Once you have read the records, write them out again exactly.

**Record excerpts**
= = = = = = =

use std::path::PathBuf;

use clap::{value_parser, Arg, ArgAction, ArgMatches, Command};
use serde::Serialize;

use crate::{
    commands::{
        documents::{export_markdown, export_markdown_file, open_document_file},
        navigation::{click_section, get_details, get_outline, select_section},
        sources::{open_sources, select_source},
        SourceTarget, ViewerSession,
    },
    core::errors::{AppError, AppResult},
    navigation::branch_ids,
    render,
    sections::Section,
};

fn document_args(command: Command) -> Command {
    command
        .arg(
            Arg::new("kind")
                .required(true)
                .help("Document kind: sow, brd, raid, meeting or dashboard"),
        )
        .arg(
            Arg::new("file")
                .required(true)
                .value_parser(value_parser!(PathBuf))
                .help("Path to the document JSON"),
        )
}

fn json_flag() -> Arg {
    Arg::new("json")
        .long("json")
        .action(ArgAction::SetTrue)
        .help("Output as JSON")
}

pub fn command() -> Command {
    Command::new("designer")
        .version(env!("CARGO_PKG_VERSION"))
        .about("Browse AI-extracted SoW, BRD, RAID and meeting documents")
        .subcommand_required(true)
        .subcommand(
            document_args(Command::new("outline").about("Print the navigation outline"))
                .arg(
                    Arg::new("expand-all")
                        .long("expand-all")
                        .action(ArgAction::SetTrue)
                        .help("Expand every group"),
                )
                .arg(
                    Arg::new("click")
                        .long("click")
                        .action(ArgAction::Append)
                        .help("Click an outline row by id (repeatable)"),
                )
                .arg(json_flag()),
        )
        .subcommand(
            document_args(Command::new("show").about("Print the details of a section"))
                .arg(
                    Arg::new("section")
                        .long("section")
                        .help("Section id (defaults to the first leaf)"),
                )
                .arg(json_flag()),
        )
        .subcommand(
            document_args(Command::new("sources").about("List source references"))
                .arg(
                    Arg::new("section")
                        .long("section")
                        .conflicts_with("record")
                        .required_unless_present("record")
                        .help("Section id"),
                )
                .arg(Arg::new("record").long("record").help("Record key of a table row"))
                .arg(
                    Arg::new("select")
                        .long("select")
                        .value_parser(value_parser!(usize))
                        .help("Show one reference in detail (1-based)"),
                )
                .arg(json_flag()),
        )
        .subcommand(
            document_args(Command::new("export").about("Export the document as markdown")).arg(
                Arg::new("out")
                    .long("out")
                    .value_parser(value_parser!(PathBuf))
                    .help("Write to a file instead of stdout"),
            ),
        )
        .subcommand(Command::new("schema").about("Print the JSON schema of the section model"))
}

fn to_json<T: Serialize>(value: &T) -> AppResult<String> {
    serde_json::to_string_pretty(value).map_err(|err| AppError::Internal(err.to_string()))
}

fn open(session: &mut ViewerSession, args: &ArgMatches) -> AppResult<()> {
    let kind = args
        .get_one::<String>("kind")
        .ok_or_else(|| AppError::InvalidInput("missing document kind".to_string()))?;
    let file = args
        .get_one::<PathBuf>("file")
        .ok_or_else(|| AppError::InvalidInput("missing document path".to_string()))?;
    open_document_file(session, kind, file)?;
    Ok(())
}

/// Runs one parsed invocation and returns what should be printed.
pub fn execute(session: &mut ViewerSession, matches: &ArgMatches) -> AppResult<String> {
    match matches.subcommand() {
        Some(("outline", args)) => {
            open(session, args)?;
            if args.get_flag("expand-all") {
                for id in branch_ids(session.sections()) {
                    session.navigation.toggle(&id);
                }
            }
            for id in args.get_many::<String>("click").into_iter().flatten() {
                click_section(session, id)?;
            }
            let response = get_outline(session)?;
            if args.get_flag("json") {
                to_json(&response)
            } else {
                Ok(render::outline_text(&response.rows))
            }
        }
        Some(("show", args)) => {
            open(session, args)?;
            if let Some(id) = args.get_one::<String>("section") {
                select_section(session, id)?;
            }
            let response = get_details(session)?;
            if args.get_flag("json") {
                to_json(&response)
            } else {
                Ok(render::details_text(&response.details))
            }
        }
        Some(("sources", args)) => {
            open(session, args)?;
            let target = match (
                args.get_one::<String>("section"),
                args.get_one::<String>("record"),
            ) {
                (Some(id), _) => SourceTarget::Section(id.clone()),
                (None, Some(key)) => SourceTarget::Record(key.clone()),
                (None, None) => {
                    return Err(AppError::InvalidInput(
                        "either --section or --record is required".to_string(),
                    ))
                }
            };
            let listing = open_sources(session, target)?;
            let selected = match args.get_one::<usize>("select") {
                Some(0) => {
                    return Err(AppError::InvalidInput(
                        "reference numbers start at 1".to_string(),
                    ))
                }
                Some(position) => Some(select_source(session, position - 1)?.detail),
                None => None,
            };
            if args.get_flag("json") {
                return match selected {
                    Some(detail) => to_json(&detail),
                    None => to_json(&listing),
                };
            }
            let viewer = session.source_viewer();
            let heading = viewer.map(|v| v.heading()).unwrap_or_default();
            let items = viewer.map(|v| v.items()).unwrap_or_default();
            Ok(render::sources_text(
                &heading,
                listing.indicator.as_ref(),
                &items,
            ))
        }
        Some(("export", args)) => {
            open(session, args)?;
            match args.get_one::<PathBuf>("out") {
                Some(path) => {
                    export_markdown_file(session, path)?;
                    Ok(format!("wrote {}\n", path.display()))
                }
                None => Ok(export_markdown(session)?.markdown),
            }
        }
        Some(("schema", _)) => to_json(&schemars::schema_for!(Section)),
        _ => Err(AppError::InvalidInput("unknown command".to_string())),
    }
}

= = = = = = =

**Response to the exercise**
use std::path::PathBuf;

use clap::{value_parser, Arg, ArgAction, ArgMatches, Command};
use serde::Serialize;

use crate::{
    commands::{
        documents::{export_markdown, export_markdown_file, open_document_file},
        navigation::{click_section, get_details, get_outline, select_section},
        sources::{open_sources, select_source},
        SourceTarget, ViewerSession,
    },
    core::errors::{AppError, AppResult},
    navigation::branch_ids,
    render,
    sections::Section,
};

fn document_args(command: Command) -> Command {
    command
        .arg(
            Arg::new("kind")
                .required(true)
                .help("Document kind: sow, brd, raid, meeting or dashboard"),
        )
        .arg(
            Arg::new("file")
                .required(true)
                .value_parser(value_parser!(PathBuf))
                .help("Path to the document JSON"),
        )
}

fn json_flag() -> Arg {
    Arg::new("json")
        .long("json")
        .action(ArgAction::SetTrue)
        .help("Output as JSON")
}

pub fn command() -> Command {
    Command::new("designer")
        .version(env!("CARGO_PKG_VERSION"))
        .about("Browse AI-extracted SoW, BRD, RAID and meeting documents")
        .subcommand_required(true)
        .subcommand(
            document_args(Command::new("outline").about("Print the navigation outline"))
                .arg(
                    Arg::new("expand-all")
                        .long("expand-all")
                        .action(ArgAction::SetTrue)
                        .help("Expand every group"),
                )
                .arg(
                    Arg::new("click")
                        .long("click")
                        .action(ArgAction::Append)
                        .help("Click an outline row by id (repeatable)"),
                )
                .arg(json_flag()),
        )
        .subcommand(
            document_args(Command::new("show").about("Print the details of a section"))
                .arg(
                    Arg::new("section")
                        .long("section")
                        .help("Section id (defaults to the first leaf)"),
                )
                .arg(json_flag()),
        )
        .subcommand(
            document_args(Command::new("sources").about("List source references"))
                .arg(
                    Arg::new("section")
                        .long("section")
                        .conflicts_with("record")
                        .required_unless_present("record")
                        .help("Section id"),
                )
                .arg(Arg::new("record").long("record").help("Record key of a table row"))
                .arg(
                    Arg::new("select")
                        .long("select")
                        .value_parser(value_parser!(usize))
                        .help("Show one reference in detail (1-based)"),
                )
                .arg(json_flag()),
        )
        .subcommand(
            document_args(Command::new("export").about("Export the document as markdown")).arg(
                Arg::new("out")
                    .long("out")
                    .value_parser(value_parser!(PathBuf))
                    .help("Write to a file instead of stdout"),
            ),
        )
        .subcommand(Command::new("schema").about("Print the JSON schema of the section model"))
}

fn to_json<T: Serialize>(value: &T) -> AppResult<String> {
    serde_json::to_string_pretty(value).map_err(|err| AppError::Internal(err.to_string()))
}

fn open(session: &mut ViewerSession, args: &ArgMatches) -> AppResult<()> {
    let kind = args
        .get_one::<String>("kind")
        .ok_or_else(|| AppError::InvalidInput("missing document kind".to_string()))?;
    let file = args
        .get_one::<PathBuf>("file")
        .ok_or_else(|| AppError::InvalidInput("missing document path".to_string()))?;
    open_document_file(session, kind, file)?;
    Ok(())
}

/// Runs one parsed invocation and returns what should be printed.
pub fn execute(session: &mut ViewerSession, matches: &ArgMatches) -> AppResult<String> {
    match matches.subcommand() {
        Some(("outline", args)) => {
            open(session, args)?;
            if args.get_flag("expand-all") {
                for id in branch_ids(session.sections()) {
                    session.navigation.toggle(&id);
                }
            }
            for id in args.get_many::<String>("click").into_iter().flatten() {
                click_section(session, id)?;
            }
            let response = get_outline(session)?;
            if args.get_flag("json") {
                to_json(&response)
            } else {
                Ok(render::outline_text(&response.rows))
            }
        }
        Some(("show", args)) => {
            open(session, args)?;
            if let Some(id) = args.get_one::<String>("section") {
                select_section(session, id)?;
            }
            let response = get_details(session)?;
            if args.get_flag("json") {
                to_json(&response)
            } else {
                Ok(render::details_text(&response.details))
            }
        }
        Some(("sources", args)) => {
            open(session, args)?;
            let target = match (
                args.get_one::<String>("section"),
                args.get_one::<String>("record"),
            ) {
                (Some(id), _) => SourceTarget::Section(id.clone()),
                (None, Some(key)) => SourceTarget::Record(key.clone()),
                (None, None) => {
                    return Err(AppError::InvalidInput(
                        "either --section or --record is required".to_string(),
                    ))
                }
            };
            let listing = open_sources(session, target)?;
            let selected = match args.get_one::<usize>("select") {
                Some(0) => {
                    return Err(AppError::InvalidInput(
                        "reference numbers start at 1".to_string(),
                    ))
                }
                Some(position) => Some(select_source(session, position - 1)?.detail),
                None => None,
            };
            if args.get_flag("json") {
                return match selected {
                    Some(detail) => to_json(&detail),
                    None => to_json(&listing),
                };
            }
            let viewer = session.source_viewer();
            let heading = viewer.map(|v| v.heading()).unwrap_or_default();
            let items = viewer.map(|v| v.items()).unwrap_or_default();
            Ok(render::sources_text(
                &heading,
                listing.indicator.as_ref(),
                &items,
            ))
        }
        Some(("export", args)) => {
            open(session, args)?;
            match args.get_one::<PathBuf>("out") {
                Some(path) => {
                    export_markdown_file(session, path)?;
                    Ok(format!("wrote {}\n", path.display()))
                }
                None => Ok(export_markdown(session)?.markdown),
            }
        }
        Some(("schema", _)) => to_json(&schemars::schema_for!(Section)),
        _ => Err(AppError::InvalidInput("unknown command".to_string())),
    }
}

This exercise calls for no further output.